“I have to get there.” In his voice there was no hesitation. “Soon.”
“All right.” Olivia wondered if the glint of his eyes meant he was feverish. “How do you figure on getting there? Walking?”
“It would take too long.” What he said next just came to him, like a memory, or like another voice speaking through him. “I have to get there soon or the chance might be lost.”
“Chance?” She frowned, a little unnerved by this word. “What chance do you mean?”
He opened his mouth, about to speak but not knowing exactly what he was going to say. He had no choice but to trust in whatever was guiding him, whatever was trying to pull—or push—him on this dangerous and maybe crazy journey. He opened his mouth, but before any words could come out a sizzling white-hot thing shot across the sky above Panther Ridge and then another and another and suddenly dozens of them, sounding like bacon fat in a skillet, until the sky was crisscrossed with them and they left trails that burned the eyeballs. Up in the clouds there was thunder and lightning and then lightning and thunder but the lightning was red and blue and the thunder was the deep boom of ocean waves crashing against a jagged shore…harder and harder, louder and louder.

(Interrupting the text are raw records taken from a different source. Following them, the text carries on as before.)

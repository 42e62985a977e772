use std::sync::Arc;

use criterion::{black_box, criterion_group, criterion_main, Criterion};
use logq_core::catalog::{TableMetadata, LOGFORMAT_KEY};
use logq_core::config::EngineConfig;
use logq_core::row::{header_from_logformat, Row};
use logq_exec::{CollectRows, QueryService};
use logq_io::{LookupTables, MemoryLogStorage, TableCatalog};

const FORMAT: &str = "_time host status bytes method path agent referer latency region \
                      zone pod node cluster trace span user session device build";

fn record(i: usize) -> String {
    format!(
        "{} web-{} {} {} GET /api/v1/items/{} curl - {} eu-west-1 a pod-{} node-{} prod \
         t{} s{} u{} sess{} d{} b{}",
        i * 1_000,
        i % 8,
        if i % 17 == 0 { 500 } else { 200 },
        i % 4096,
        i,
        i % 250,
        i % 32,
        i % 6,
        i,
        i,
        i % 100,
        i % 50,
        i % 3,
        i % 2
    )
}

fn bench_resolve(c: &mut Criterion) {
    let header = header_from_logformat(FORMAT);
    let raw = record(42);

    c.bench_function("resolve_last_field", |b| {
        b.iter(|| {
            let mut row = Row::from_raw(raw.clone());
            black_box(row.resolve(Some(&header[..]), "build").cloned())
        })
    });

    c.bench_function("resolve_cached_field", |b| {
        let mut row = Row::from_raw(raw.clone());
        row.resolve(Some(&header[..]), "build");
        b.iter(|| black_box(row.resolve(Some(&header[..]), "build").cloned()))
    });
}

fn bench_query(c: &mut Criterion) {
    let records: Vec<String> = (0..10_000).map(record).collect();
    let svc = QueryService::new(
        EngineConfig {
            spill_dir: "memory://bench".into(),
            ..EngineConfig::default()
        },
        Arc::new(MemoryLogStorage::new().with_table("access", records)),
        Arc::new(
            TableCatalog::new().with_table("access", TableMetadata::new().with(LOGFORMAT_KEY, FORMAT)),
        ),
        Arc::new(LookupTables::new()),
    );

    c.bench_function("search_stats_10k", |b| {
        b.iter(|| {
            let rows = CollectRows::new();
            svc.run(
                "table access | search status >= 500 | stats count, avg(latency) by host",
                Box::new(rows.clone()),
            )
            .unwrap();
            black_box(rows.len())
        })
    });
}

criterion_group!(benches, bench_resolve, bench_query);
criterion_main!(benches);
//! Engine configuration that downstream crates can serialize/deserialize.

use serde::{Deserialize, Serialize};

#[derive(Debug, Clone, Serialize, Deserialize)]
pub struct EngineConfig {
    /// Memory cap (in bytes) for rows held by buffers and reducers of one query.
    pub mem_cap_bytes: usize,

    /// A row buffer spills its in-memory rows once they exceed this many bytes.
    pub buffer_spill_threshold_bytes: usize,

    /// Rows per sorted run before `sort` spills a run to storage.
    pub sort_run_rows: usize,

    /// Rows per batch handed from `table` downstream. `0` or `1` pushes rows
    /// one at a time.
    pub batch_size: usize,

    /// Directory for spill segments.
    pub spill_dir: String,

    /// Spill codec name: `none`, `zstd`, or `lz4`.
    pub spill_codec: String,

    /// Field treated as event time for rows coming out of `table`.
    pub date_column: String,
}

impl Default for EngineConfig {
    fn default() -> Self {
        Self {
            mem_cap_bytes: 256 * 1024 * 1024, // 256 MiB default
            buffer_spill_threshold_bytes: 8 * 1024 * 1024,
            sort_run_rows: 50_000,
            batch_size: 0,
            spill_dir: "/tmp/logq-spill".to_string(),
            spill_codec: "none".to_string(),
            date_column: "_time".to_string(),
        }
    }
}

impl EngineConfig {
    /// Create a config from environment variables, falling back to defaults.
    ///
    /// Environment variables:
    /// - `LOGQ_MEM_CAP_BYTES`: memory cap in bytes
    /// - `LOGQ_BUFFER_SPILL_THRESHOLD_BYTES`: buffer spill threshold
    /// - `LOGQ_SORT_RUN_ROWS`: rows per sorted run
    /// - `LOGQ_BATCH_SIZE`: source batch size
    /// - `LOGQ_SPILL_DIR`: spill directory
    /// - `LOGQ_SPILL_CODEC`: spill codec
    /// - `LOGQ_DATE_COLUMN`: event-time field name
    pub fn from_env() -> Self {
        let mut cfg = Self::default();

        if let Some(v) = env_parse::<usize>("LOGQ_MEM_CAP_BYTES") {
            cfg.mem_cap_bytes = v;
        }
        if let Some(v) = env_parse::<usize>("LOGQ_BUFFER_SPILL_THRESHOLD_BYTES") {
            cfg.buffer_spill_threshold_bytes = v;
        }
        if let Some(v) = env_parse::<usize>("LOGQ_SORT_RUN_ROWS") {
            cfg.sort_run_rows = v;
        }
        if let Some(v) = env_parse::<usize>("LOGQ_BATCH_SIZE") {
            cfg.batch_size = v;
        }
        if let Ok(s) = std::env::var("LOGQ_SPILL_DIR") {
            cfg.spill_dir = s;
        }
        if let Ok(s) = std::env::var("LOGQ_SPILL_CODEC") {
            cfg.spill_codec = s;
        }
        if let Ok(s) = std::env::var("LOGQ_DATE_COLUMN") {
            cfg.date_column = s;
        }

        cfg
    }

    /// Reject settings that would make buffers or sort runs degenerate.
    pub fn validate(&self) -> crate::error::Result<()> {
        use crate::error::Error;
        if self.mem_cap_bytes == 0 {
            return Err(Error::Config("mem_cap_bytes must be > 0".into()));
        }
        if self.sort_run_rows == 0 {
            return Err(Error::Config("sort_run_rows must be > 0".into()));
        }
        if self.date_column.trim().is_empty() {
            return Err(Error::Config("date_column must not be empty".into()));
        }
        match self.spill_codec.as_str() {
            "none" | "zstd" | "lz4" => Ok(()),
            other => Err(Error::Config(format!("unknown spill codec '{other}'"))),
        }
    }
}

fn env_parse<T: std::str::FromStr>(key: &str) -> Option<T> {
    std::env::var(key).ok().and_then(|s| s.parse::<T>().ok())
}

“Jesus,” Olivia whispered, her eyes on the heavens. Beside her, Ethan’s muscles had tensed and his heart was pounding. His lungs did hurt, he thought. Have to tell the doc about that…but in the next instant he thought too late…too late…
“Too late,” he heard himself say, as if from a vast and unfathomable distance.
“What?” she asked him, a frantic note in her voice. And again, when he didn’t answer: “What?”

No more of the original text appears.